Does any one else get these weird responses? 
Also craigslist says they don't have a way to delete our old items yet. Well if they are smart enough to have a setup like they have why can't they fix it where you can delete all your old items from your account page? We have page after page I would like to delete but they say they have no way to delete them. 
I like selling on there but they need to upgrade a little bit.


----------



## Ken Scharabok (May 11, 2002)

I haven't had any similar occurrences. You can mark the input page you do not want to be contacted by third parties. I've only deleted (closed) a couple of items but haven't had a problem.


----------



## pamda (Oct 14, 2004)

I even got so old coot wanting a housekeeper/hooker! He was so nasty on the phone I changed numbers and reported him. I was listing for childcare(what was he even doing in that section)


----------



## Ken Scharabok (May 11, 2002)

Well, I'll take it back. I get a lot of SPAM mail, particular from one sender.
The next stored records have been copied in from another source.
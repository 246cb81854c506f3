//! Square RGBA output image produced once per admitted frame.

use image::RgbaImage;

use crate::error::{PreviewError, PreviewResult};

/// Display-ready square image.
///
/// Images are shared as `Arc<OutputImage>` between the display context and
/// consumers of the latest image; memory is returned when the last holder drops.
#[derive(Debug, Clone)]
pub struct OutputImage {
    image: RgbaImage,
    sequence: u64,
}

impl OutputImage {
    /// Wrap an RGBA image produced for frame number `sequence`.
    pub fn new(image: RgbaImage, sequence: u64) -> Self {
        Self { image, sequence }
    }

    /// Build from a tightly packed BGRA8 buffer of `side × side` pixels.
    pub fn from_bgra(bgra: &[u8], side: u32, sequence: u64) -> PreviewResult<Self> {
        let len = side as usize * side as usize * 4;
        if bgra.len() < len {
            return Err(PreviewError::rescale(format!(
                "expected {} BGRA bytes for a {}x{} image, got {}",
                len,
                side,
                side,
                bgra.len()
            )));
        }

        let mut rgba = bgra[..len].to_vec();
        for px in rgba.chunks_exact_mut(4) {
            px.swap(0, 2);
        }
        let image = RgbaImage::from_raw(side, side, rgba)
            .ok_or_else(|| PreviewError::rescale("RGBA buffer does not match image size"))?;
        Ok(Self { image, sequence })
    }

    /// Stamp the frame number, for rescalers that do not know it.
    pub fn with_sequence(mut self, sequence: u64) -> Self {
        self.sequence = sequence;
        self
    }

    pub fn width(&self) -> u32 {
        self.image.width()
    }

    pub fn height(&self) -> u32 {
        self.image.height()
    }

    /// Monotonic number of the frame this image was produced from.
    pub fn sequence(&self) -> u64 {
        self.sequence
    }

    pub fn as_rgba(&self) -> &RgbaImage {
        &self.image
    }

    pub fn into_rgba(self) -> RgbaImage {
        self.image
    }
}

#[cfg(test)]
mod tests {
    use super::*;

    #[test]
    fn bgra_is_swizzled_to_rgba() {
        let bgra = [10u8, 20, 30, 255].repeat(4);
        let img = OutputImage::from_bgra(&bgra, 2, 7).unwrap();
        assert_eq!(img.width(), 2);
        assert_eq!(img.height(), 2);
        assert_eq!(img.sequence(), 7);
        assert_eq!(img.as_rgba().get_pixel(1, 1).0, [30, 20, 10, 255]);
    }

    #[test]
    fn into_rgba_keeps_pixels() {
        let bgra = [1u8, 2, 3, 4, 5, 6, 7, 8, 9, 10, 11, 12, 13, 14, 15, 16];
        let rgba = OutputImage::from_bgra(&bgra, 2, 0).unwrap().into_rgba();
        assert_eq!(rgba.dimensions(), (2, 2));
        assert_eq!(rgba.as_raw(), &vec![3, 2, 1, 4, 7, 6, 5, 8, 11, 10, 9, 12, 15, 14, 13, 16]);
    }

    #[test]
    fn short_buffer_is_an_error() {
        let err = OutputImage::from_bgra(&[0u8; 8], 2, 0).unwrap_err();
        assert_eq!(err.category(), "rescale");
    }
}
I'm likely on a hundred or more e-mail list so I wouldn't be able to say it was directly from craigslist.


----------



## happychick (Sep 20, 2010)

I got so much spam mail from Craigslist that I don't use it hardly at all anymore...


----------



## LoonyK (Dec 12, 2009)

I don't have much spam mail or problems from Craigslist, except the flagging that can be bad and irrational at times.


----------



## katlupe (Nov 15, 2004)

I find craigslist very difficult to deal with. I have sold and bought stuff there. But when I list something, I get about 20 emails or so, from someone trying to get me to sign up for their work at home programs.


----------